(Collected data entries)

*** Begin section ***

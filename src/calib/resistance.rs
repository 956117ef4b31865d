// -*- coding: utf-8 -*-
// SPDX-License-Identifier: Apache-2.0 OR MIT
// Copyright (C) 2025 Michael Büsch <m@bues.ch>

//! Static motor resistance measurement.
//!
//! With the rotor standing still the motor is a plain resistance.
//! Single half waves are fired at each checkpoint setpoint and
//! `R = P / I²` is measured over the fired half wave and its mirrored
//! negative counterpart.

use super::{AbortReason, CalibCtx, StageStatus};
use crate::{
    analog::Sample,
    config::{ConfigStore, R_TABLE_LEN},
    fixpt::{Fix16, fix16},
    regulator::Regulator,
    speedo::{HalfWaveMirror, PowerSums, R_TABLE_SETPOINTS},
    stability::StabilityFilter,
    timer::{Countdown, RelTicks, TICK_FREQ},
};

/// Motor standstill wait before the noise measurement.
const SETTLE: RelTicks = RelTicks::from_millis(2000);
/// Motor off time between two fired half waves.
const PAUSE: RelTicks = RelTicks::from_millis(500);
/// Sample capacity of one measured mains period.
const WAVE_LEN: usize = (TICK_FREQ / 49) as usize;
/// The power noise floor is this multiple of the motor-off power.
const NOISE_FLOOR_FACTOR: Fix16 = fix16!(4);

/// 5% tolerance, every attempt counts, give up after 20 attempts.
type RTracker = StabilityFilter<50, 1, 20>;

#[derive(Clone, Debug)]
enum State {
    Settle(Countdown),
    NoiseSync,
    Noise,
    Pause(Countdown),
    Sync,
    Positive,
    Negative,
    DemagSync,
    Demag,
}

pub struct ResistanceCal {
    state: State,
    point: usize,
    tracker: RTracker,
    sums: PowerSums,
    mirror: HalfWaveMirror<WAVE_LEN>,
    table: [f32; R_TABLE_LEN],
}

impl ResistanceCal {
    pub fn new() -> Self {
        Self {
            state: State::Settle(Countdown::new(SETTLE)),
            point: 0,
            tracker: RTracker::new(),
            sums: PowerSums::default(),
            mirror: HalfWaveMirror::new(),
            table: [0.0; R_TABLE_LEN],
        }
    }

    fn checkpoint(&self) -> Fix16 {
        R_TABLE_SETPOINTS[self.point]
    }

    fn record_positive<R: Regulator, S: ConfigStore>(
        &mut self,
        ctx: &CalibCtx<'_, R, S>,
        sample: &Sample,
    ) -> Result<(), AbortReason> {
        if self.sums.n as usize >= WAVE_LEN || !self.mirror.record(sample.voltage) {
            return Err(AbortReason::BufferOverflow);
        }
        let current = ctx.speedo.compensate_current(sample.current);
        self.sums += PowerSums::of(sample.voltage, current);
        Ok(())
    }

    fn record_negative<R: Regulator, S: ConfigStore>(
        &mut self,
        ctx: &CalibCtx<'_, R, S>,
        sample: &Sample,
    ) {
        let voltage = self.mirror.replay();
        let current = ctx.speedo.compensate_current(sample.current);
        self.sums += PowerSums::of(voltage, current);
    }

    pub fn tick<R: Regulator, S: ConfigStore>(
        &mut self,
        ctx: &mut CalibCtx<'_, R, S>,
        sample: &Sample,
    ) -> StageStatus {
        match &mut self.state {
            State::Settle(countdown) => {
                ctx.set_setpoint(Fix16::ZERO);
                if countdown.tick() {
                    self.state = State::NoiseSync;
                }
            }
            State::NoiseSync => {
                if sample.zero_cross_up {
                    self.sums = PowerSums::of(sample.voltage, sample.current);
                    self.state = State::Noise;
                }
            }
            State::Noise => {
                if sample.zero_cross_down {
                    let offset = self.sums.mean_current();
                    let floor = self.sums.mean_power() * NOISE_FLOOR_FACTOR;
                    debug!("calib R: current offset {}, noise floor {}", offset, floor);
                    ctx.speedo.set_noise_floor(offset, floor.max(Fix16::ZERO));
                    self.state = State::Pause(Countdown::new(PAUSE));
                } else if self.sums.n as usize >= WAVE_LEN {
                    return StageStatus::Aborted(AbortReason::BufferOverflow);
                } else {
                    self.sums += PowerSums::of(sample.voltage, sample.current);
                }
            }
            State::Pause(countdown) => {
                ctx.set_setpoint(Fix16::ZERO);
                if countdown.tick() {
                    self.state = State::Sync;
                }
            }
            State::Sync => {
                if sample.zero_cross_up {
                    ctx.set_setpoint(self.checkpoint());
                    self.sums = PowerSums::default();
                    self.mirror.reset();
                    if let Err(reason) = self.record_positive(ctx, sample) {
                        return StageStatus::Aborted(reason);
                    }
                    self.state = State::Positive;
                }
            }
            State::Positive => {
                if sample.zero_cross_down {
                    ctx.set_setpoint(Fix16::ZERO);
                    self.mirror.rewind();
                    self.record_negative(ctx, sample);
                    self.state = State::Negative;
                } else if let Err(reason) = self.record_positive(ctx, sample) {
                    return StageStatus::Aborted(reason);
                }
            }
            State::Negative => {
                if sample.zero_cross_up || self.sums.n as usize >= WAVE_LEN {
                    self.state = State::DemagSync;
                } else {
                    self.record_negative(ctx, sample);
                }
            }
            State::DemagSync => {
                // Fire the opposite half wave once to demagnetize the core.
                if sample.zero_cross_down {
                    ctx.set_setpoint(self.checkpoint());
                    self.state = State::Demag;
                }
            }
            State::Demag => {
                if sample.zero_cross_up {
                    ctx.set_setpoint(Fix16::ZERO);
                    return self.finish_attempt(ctx);
                }
            }
        }
        StageStatus::Running
    }

    fn finish_attempt<R: Regulator, S: ConfigStore>(
        &mut self,
        ctx: &mut CalibCtx<'_, R, S>,
    ) -> StageStatus {
        let Some(r) = self.sums.resistance() else {
            return StageStatus::Aborted(AbortReason::NoCurrent);
        };
        trace!("calib R: point {} attempt {}", self.point, r);
        self.tracker.push(r);
        self.state = State::Pause(Countdown::new(PAUSE));

        if !self.tracker.is_stable_or_exceeded() {
            return StageStatus::Running;
        }
        let r = self.tracker.average();
        info!("calib R: setpoint {} -> {} Ohm", self.checkpoint(), r);
        self.table[self.point] = r.to_f32();
        self.tracker.reset();
        self.point += 1;

        // The last checkpoint would spin the motor up.
        if self.point < R_TABLE_LEN - 1 {
            return StageStatus::Running;
        }
        self.table[R_TABLE_LEN - 1] = self.table[R_TABLE_LEN - 2];
        let table = self.table;
        ctx.cfg.save_r_table(ctx.store, &table);
        ctx.reload();
        StageStatus::Done
    }
}

impl Default for ResistanceCal {
    fn default() -> Self {
        Self::new()
    }
}

// vim: ts=4 sw=4 expandtab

*** End section ***

The reply should be a precise retyping of all the data.

▸ YOUR RESPONSE:
filename src/calib/resistance.rs
repository 956117ef4b31865d
// -*- coding: utf-8 -*-
// SPDX-License-Identifier: Apache-2.0 OR MIT
// Copyright (C) 2025 Michael Büsch <m@bues.ch>

//! Static motor resistance measurement.
//!
//! With the rotor standing still the motor is a plain resistance.
//! Single half waves are fired at each checkpoint setpoint and
//! `R = P / I²` is measured over the fired half wave and its mirrored
//! negative counterpart.

use super::{AbortReason, CalibCtx, StageStatus};
use crate::{
    analog::Sample,
    config::{ConfigStore, R_TABLE_LEN},
    fixpt::{Fix16, fix16},
    regulator::Regulator,
    speedo::{HalfWaveMirror, PowerSums, R_TABLE_SETPOINTS},
    stability::StabilityFilter,
    timer::{Countdown, RelTicks, TICK_FREQ},
};

/// Motor standstill wait before the noise measurement.
const SETTLE: RelTicks = RelTicks::from_millis(2000);
/// Motor off time between two fired half waves.
const PAUSE: RelTicks = RelTicks::from_millis(500);
/// Sample capacity of one measured mains period.
const WAVE_LEN: usize = (TICK_FREQ / 49) as usize;
/// The power noise floor is this multiple of the motor-off power.
const NOISE_FLOOR_FACTOR: Fix16 = fix16!(4);

/// 5% tolerance, every attempt counts, give up after 20 attempts.
type RTracker = StabilityFilter<50, 1, 20>;

#[derive(Clone, Debug)]
enum State {
    Settle(Countdown),
    NoiseSync,
    Noise,
    Pause(Countdown),
    Sync,
    Positive,
    Negative,
    DemagSync,
    Demag,
}

pub struct ResistanceCal {
    state: State,
    point: usize,
    tracker: RTracker,
    sums: PowerSums,
    mirror: HalfWaveMirror<WAVE_LEN>,
    table: [f32; R_TABLE_LEN],
}

impl ResistanceCal {
    pub fn new() -> Self {
        Self {
            state: State::Settle(Countdown::new(SETTLE)),
            point: 0,
            tracker: RTracker::new(),
            sums: PowerSums::default(),
            mirror: HalfWaveMirror::new(),
            table: [0.0; R_TABLE_LEN],
        }
    }

    fn checkpoint(&self) -> Fix16 {
        R_TABLE_SETPOINTS[self.point]
    }

    fn record_positive<R: Regulator, S: ConfigStore>(
        &mut self,
        ctx: &CalibCtx<'_, R, S>,
        sample: &Sample,
    ) -> Result<(), AbortReason> {
        if self.sums.n as usize >= WAVE_LEN || !self.mirror.record(sample.voltage) {
            return Err(AbortReason::BufferOverflow);
        }
        let current = ctx.speedo.compensate_current(sample.current);
        self.sums += PowerSums::of(sample.voltage, current);
        Ok(())
    }

    fn record_negative<R: Regulator, S: ConfigStore>(
        &mut self,
        ctx: &CalibCtx<'_, R, S>,
        sample: &Sample,
    ) {
        let voltage = self.mirror.replay();
        let current = ctx.speedo.compensate_current(sample.current);
        self.sums += PowerSums::of(voltage, current);
    }

    pub fn tick<R: Regulator, S: ConfigStore>(
        &mut self,
        ctx: &mut CalibCtx<'_, R, S>,
        sample: &Sample,
    ) -> StageStatus {
        match &mut self.state {
            State::Settle(countdown) => {
                ctx.set_setpoint(Fix16::ZERO);
                if countdown.tick() {
                    self.state = State::NoiseSync;
                }
            }
            State::NoiseSync => {
                if sample.zero_cross_up {
                    self.sums = PowerSums::of(sample.voltage, sample.current);
                    self.state = State::Noise;
                }
            }
            State::Noise => {
                if sample.zero_cross_down {
                    let offset = self.sums.mean_current();
                    let floor = self.sums.mean_power() * NOISE_FLOOR_FACTOR;
                    debug!("calib R: current offset {}, noise floor {}", offset, floor);
                    ctx.speedo.set_noise_floor(offset, floor.max(Fix16::ZERO));
                    self.state = State::Pause(Countdown::new(PAUSE));
                } else if self.sums.n as usize >= WAVE_LEN {
                    return StageStatus::Aborted(AbortReason::BufferOverflow);
                } else {
                    self.sums += PowerSums::of(sample.voltage, sample.current);
                }
            }
            State::Pause(countdown) => {
                ctx.set_setpoint(Fix16::ZERO);
                if countdown.tick() {
                    self.state = State::Sync;
                }
            }
            State::Sync => {
                if sample.zero_cross_up {
                    ctx.set_setpoint(self.checkpoint());
                    self.sums = PowerSums::default();
                    self.mirror.reset();
                    if let Err(reason) = self.record_positive(ctx, sample) {
                        return StageStatus::Aborted(reason);
                    }
                    self.state = State::Positive;
                }
            }
            State::Positive => {
                if sample.zero_cross_down {
                    ctx.set_setpoint(Fix16::ZERO);
                    self.mirror.rewind();
                    self.record_negative(ctx, sample);
                    self.state = State::Negative;
                } else if let Err(reason) = self.record_positive(ctx, sample) {
                    return StageStatus::Aborted(reason);
                }
            }
            State::Negative => {
                if sample.zero_cross_up || self.sums.n as usize >= WAVE_LEN {
                    self.state = State::DemagSync;
                } else {
                    self.record_negative(ctx, sample);
                }
            }
            State::DemagSync => {
                // Fire the opposite half wave once to demagnetize the core.
                if sample.zero_cross_down {
                    ctx.set_setpoint(self.checkpoint());
                    self.state = State::Demag;
                }
            }
            State::Demag => {
                if sample.zero_cross_up {
                    ctx.set_setpoint(Fix16::ZERO);
                    return self.finish_attempt(ctx);
                }
            }
        }
        StageStatus::Running
    }

    fn finish_attempt<R: Regulator, S: ConfigStore>(
        &mut self,
        ctx: &mut CalibCtx<'_, R, S>,
    ) -> StageStatus {
        let Some(r) = self.sums.resistance() else {
            return StageStatus::Aborted(AbortReason::NoCurrent);
        };
        trace!("calib R: point {} attempt {}", self.point, r);
        self.tracker.push(r);
        self.state = State::Pause(Countdown::new(PAUSE));

        if !self.tracker.is_stable_or_exceeded() {
            return StageStatus::Running;
        }
        let r = self.tracker.average();
        info!("calib R: setpoint {} -> {} Ohm", self.checkpoint(), r);
        self.table[self.point] = r.to_f32();
        self.tracker.reset();
        self.point += 1;

        // The last checkpoint would spin the motor up.
        if self.point < R_TABLE_LEN - 1 {
            return StageStatus::Running;
        }
        self.table[R_TABLE_LEN - 1] = self.table[R_TABLE_LEN - 2];
        let table = self.table;
        ctx.cfg.save_r_table(ctx.store, &table);
        ctx.reload();
        StageStatus::Done
    }
}

impl Default for ResistanceCal {
    fn default() -> Self {
        Self::new()
    }
}

// vim: ts=4 sw=4 expandtab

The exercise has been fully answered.